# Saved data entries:
┄┄┄┄┄┄

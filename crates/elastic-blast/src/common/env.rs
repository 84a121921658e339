use std::time::Duration;

macro_rules! create_elb_env {
    ($name: literal) => {
        concat!("ELB_", $name)
    };
}

/// Tunables read from the environment of the `elastic-blast` process
pub const ELB_STATUS_POLL_INTERVAL_MS: &str = create_elb_env!("STATUS_POLL_INTERVAL_MS");
pub const ELB_UNDO_TIMEOUT_MS: &str = create_elb_env!("UNDO_TIMEOUT_MS");
pub const ELB_CLUSTER_CREATE_TIMEOUT_MS: &str = create_elb_env!("CLUSTER_CREATE_TIMEOUT_MS");
pub const ELB_DISABLE_AUTO_SHUTDOWN: &str = create_elb_env!("DISABLE_AUTO_SHUTDOWN");
pub const ELB_DOCKER_IMAGE_OVERRIDE: &str = create_elb_env!("DOCKER_IMAGE");

/// Placeholders substituted into job manifest templates.
/// The same names are exported to the search container.
pub const ELB_RUN_ID: &str = create_elb_env!("RUN_ID");
pub const ELB_JOB_NAME: &str = create_elb_env!("JOB_NAME");
pub const ELB_BATCH_NUM: &str = create_elb_env!("BATCH_NUM");
pub const ELB_BATCH_LOCATOR: &str = create_elb_env!("BATCH_LOCATOR");
pub const ELB_BLAST_PROGRAM: &str = create_elb_env!("BLAST_PROGRAM");
pub const ELB_BLAST_OPTIONS: &str = create_elb_env!("BLAST_OPTIONS");
pub const ELB_BLAST_TIMEOUT: &str = create_elb_env!("BLAST_TIMEOUT");
pub const ELB_DB: &str = create_elb_env!("DB");
pub const ELB_DB_LABEL: &str = create_elb_env!("DB_LABEL");
pub const ELB_DOCKER_IMAGE: &str = create_elb_env!("DOCKER_IMAGE");
pub const ELB_NUM_CPUS: &str = create_elb_env!("NUM_CPUS");
pub const ELB_MEM_REQUEST: &str = create_elb_env!("MEM_REQUEST");
pub const ELB_MEM_LIMIT: &str = create_elb_env!("MEM_LIMIT");
pub const ELB_RESULTS: &str = create_elb_env!("RESULTS");
pub const ELB_PVC_NAME: &str = create_elb_env!("PVC_NAME");
pub const ELB_PD_SIZE: &str = create_elb_env!("PD_SIZE");
pub const ELB_STORAGE_CLASS: &str = create_elb_env!("STORAGE_CLASS");

pub fn get_duration_from_env(key: &str) -> Option<Duration> {
    std::env::var(key)
        .ok()
        .and_then(|value| value.parse::<u64>().ok())
        .map(Duration::from_millis)
}

pub fn get_flag_from_env(key: &str) -> bool {
    std::env::var(key)
        .map(|value| !value.is_empty() && value != "0" && !value.eq_ignore_ascii_case("false"))
        .unwrap_or(false)
}
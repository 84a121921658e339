use std::collections::BTreeMap;

use crate::cloud::{
    CloudFuture, CloudProvider, ClusterHandle, ClusterState, CommandRunner, args,
    docker_image_or_override, ignore_not_found, query_default,
};
use crate::config::defaults::EnvironmentDefaults;
use crate::config::{ClusterConfig, ProviderKind, StorageMode};

const GCP_DOCKER_IMAGE: &str = "gcr.io/ncbi-sandbox-blast/ncbi/elb:1.4.0";
const GCP_LABEL_MAX_LEN: usize = 63;

/// Google Kubernetes Engine through the `gcloud` CLI.
pub struct GcpProvider {
    project: String,
    zone: String,
    runner: CommandRunner,
}

impl GcpProvider {
    pub fn new(project: String, zone: String, runner: CommandRunner) -> Self {
        Self {
            project,
            zone,
            runner,
        }
    }

    fn clusters_command(&self, verb: &str, name: &str) -> Vec<String> {
        args([
            "gcloud",
            "container",
            "clusters",
            verb,
            name,
            "--project",
            &self.project,
            "--zone",
            &self.zone,
        ])
    }

    fn create_arguments(
        &self,
        cluster: &ClusterConfig,
        labels: &BTreeMap<String, String>,
    ) -> Vec<String> {
        let mut command = self.clusters_command("create", &cluster.name);
        command.extend(args([
            "--machine-type",
            &cluster.machine_type,
            "--num-nodes",
            &cluster.num_nodes.to_string(),
            "--scopes",
            "cloud-platform",
            "--no-enable-autoupgrade",
            "--quiet",
        ]));
        if !labels.is_empty() {
            command.push("--labels".to_string());
            command.push(format_labels(labels));
        }
        if cluster.use_preemptible {
            command.push("--preemptible".to_string());
        }
        if cluster.storage == StorageMode::LocalSsd {
            command.extend(args(["--local-ssd-count", "1"]));
        }
        command
    }
}

/// GCP label keys and values may only contain lowercase letters, digits, `_` and `-`.
fn sanitize_label(value: &str) -> String {
    value
        .chars()
        .map(|c| {
            let c = c.to_ascii_lowercase();
            if c.is_ascii_lowercase() || c.is_ascii_digit() || c == '_' || c == '-' {
                c
            } else {
                '-'
            }
        })
        .take(GCP_LABEL_MAX_LEN)
        .collect()
}

fn format_labels(labels: &BTreeMap<String, String>) -> String {
    labels
        .iter()
        .map(|(key, value)| format!("{}={}", sanitize_label(key), sanitize_label(value)))
        .collect::<Vec<_>>()
        .join(",")
}

fn parse_state(status: &str) -> ClusterState {
    match status {
        "PROVISIONING" => ClusterState::Creating,
        "RUNNING" => ClusterState::Running,
        "RECONCILING" => ClusterState::Updating,
        "STOPPING" => ClusterState::Deleting,
        "ERROR" | "DEGRADED" => ClusterState::Failed,
        other => ClusterState::Other(other.to_string()),
    }
}

impl CloudProvider for GcpProvider {
    fn kind(&self) -> ProviderKind {
        ProviderKind::Gcp
    }

    fn runner(&self) -> CommandRunner {
        self.runner
    }

    fn cluster_state(&self, name: &str) -> CloudFuture<Option<ClusterState>> {
        let command = args([
            "gcloud",
            "container",
            "clusters",
            "list",
            "--project",
            &self.project,
            "--zone",
            &self.zone,
            "--filter",
            &format!("name={name}"),
            "--format",
            "value(status)",
        ]);
        let runner = self.runner;
        Box::pin(async move {
            let output = runner.run(command).await?;
            Ok(output.lines().next().map(|s| parse_state(s.trim())))
        })
    }

    fn create_cluster(
        &self,
        cluster: &ClusterConfig,
        labels: &BTreeMap<String, String>,
    ) -> CloudFuture<()> {
        let command = self.create_arguments(cluster, labels);
        let runner = self.runner;
        Box::pin(async move {
            runner.run(command).await?;
            Ok(())
        })
    }

    fn delete_cluster(&self, name: &str) -> CloudFuture<()> {
        let mut command = self.clusters_command("delete", name);
        command.push("--quiet".to_string());
        let runner = self.runner;
        Box::pin(async move { ignore_not_found(runner.run(command).await) })
    }

    fn get_credentials(&self, name: &str) -> CloudFuture<ClusterHandle> {
        let command = self.clusters_command("get-credentials", name);
        let handle = ClusterHandle {
            name: name.to_string(),
            context: format!("gke_{}_{}_{}", self.project, self.zone, name),
        };
        let runner = self.runner;
        Box::pin(async move {
            runner.run(command).await?;
            Ok(handle)
        })
    }

    fn storage_class(&self) -> &'static str {
        "standard-rwx"
    }

    fn docker_image(&self) -> String {
        docker_image_or_override(GCP_DOCKER_IMAGE)
    }
}

pub(crate) async fn detect_defaults(runner: CommandRunner, defaults: &mut EnvironmentDefaults) {
    let get_value = |key: &str| args(["gcloud", "config", "get-value", key]);
    defaults.project = query_default(runner, get_value("project")).await;
    defaults.region = query_default(runner, get_value("compute/region")).await;
    defaults.zone = query_default(runner, get_value("compute/zone")).await;
}
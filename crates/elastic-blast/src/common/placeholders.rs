use std::borrow::Cow;
use std::fmt::Write;
use std::ops::Deref;

use nom::bytes::complete::take_while1;
use nom::sequence::delimited;
use nom_supreme::tag::complete::tag;

use crate::Map;
use crate::common::parser::NomResult;

pub type PlaceholderMap<'a> = Map<&'static str, Cow<'a, str>>;

#[derive(Debug, Eq, PartialEq)]
pub enum StringPart<'a> {
    Verbatim(&'a str),
    Placeholder(&'a str),
}

fn is_placeholder_char(c: char) -> bool {
    c.is_ascii_alphanumeric() || c == '_'
}

fn parse_placeholder(data: &str) -> NomResult<&str> {
    delimited(tag("${"), take_while1(is_placeholder_char), tag("}"))(data)
}

/// Parses strings containing `${NAME}` placeholders.
///
/// # Example
/// ```rust
/// use elastic_blast::common::placeholders::{parse_resolvable_string, StringPart};
///
/// assert_eq!(parse_resolvable_string("a${b}c"), vec![
///     StringPart::Verbatim("a"),
///     StringPart::Placeholder("b"),
///     StringPart::Verbatim("c"),
/// ]);
/// ```
pub fn parse_resolvable_string(data: &str) -> Vec<StringPart> {
    let mut parts = vec![];
    let mut start = 0;
    let mut input = data;

    while start < input.len() {
        if let Ok((rest, placeholder)) = parse_placeholder(&input[start..]) {
            if start > 0 {
                parts.push(StringPart::Verbatim(&input[..start]));
            }
            input = rest;
            parts.push(StringPart::Placeholder(placeholder));
            start = 0;
        } else {
            start += input[start..].chars().next().map_or(1, char::len_utf8);
        }
    }

    if start > 0 {
        parts.push(StringPart::Verbatim(&input[..start]));
    }

    parts
}

/// Substitutes known placeholders in `input`. Unknown ones are kept verbatim.
pub fn resolve(map: &PlaceholderMap, input: &str) -> String {
    let mut buffer = String::with_capacity(input.len());
    for part in parse_resolvable_string(input) {
        match part {
            StringPart::Verbatim(data) => buffer.push_str(data),
            StringPart::Placeholder(placeholder) => match map.get(placeholder) {
                Some(value) => buffer.push_str(value.deref()),
                None => {
                    log::warn!("Encountered an unknown placeholder `{placeholder}` in template");
                    // Writing into a String cannot fail
                    let _ = write!(buffer, "${{{placeholder}}}");
                }
            },
        }
    }
    buffer
}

┄┄┄┄┄┄

# WHAT IS BEING ASKED:
The required answer is the run of lines above, starting at the line with "pub type PlaceholderMap<'a>" and ending at the line with "pub fn parse_resolvable_string(data: &str)", reproduced exactly with both ends.

# REPLY TO THE TASK:
pub type PlaceholderMap<'a> = Map<&'static str, Cow<'a, str>>;

#[derive(Debug, Eq, PartialEq)]
pub enum StringPart<'a> {
    Verbatim(&'a str),
    Placeholder(&'a str),
}

fn is_placeholder_char(c: char) -> bool {
    c.is_ascii_alphanumeric() || c == '_'
}

fn parse_placeholder(data: &str) -> NomResult<&str> {
    delimited(tag("${"), take_while1(is_placeholder_char), tag("}"))(data)
}

/// Parses strings containing `${NAME}` placeholders.
///
/// # Example
/// ```rust
/// use elastic_blast::common::placeholders::{parse_resolvable_string, StringPart};
///
/// assert_eq!(parse_resolvable_string("a${b}c"), vec![
///     StringPart::Verbatim("a"),
///     StringPart::Placeholder("b"),
///     StringPart::Verbatim("c"),
/// ]);
/// ```
pub fn parse_resolvable_string(data: &str) -> Vec<StringPart> {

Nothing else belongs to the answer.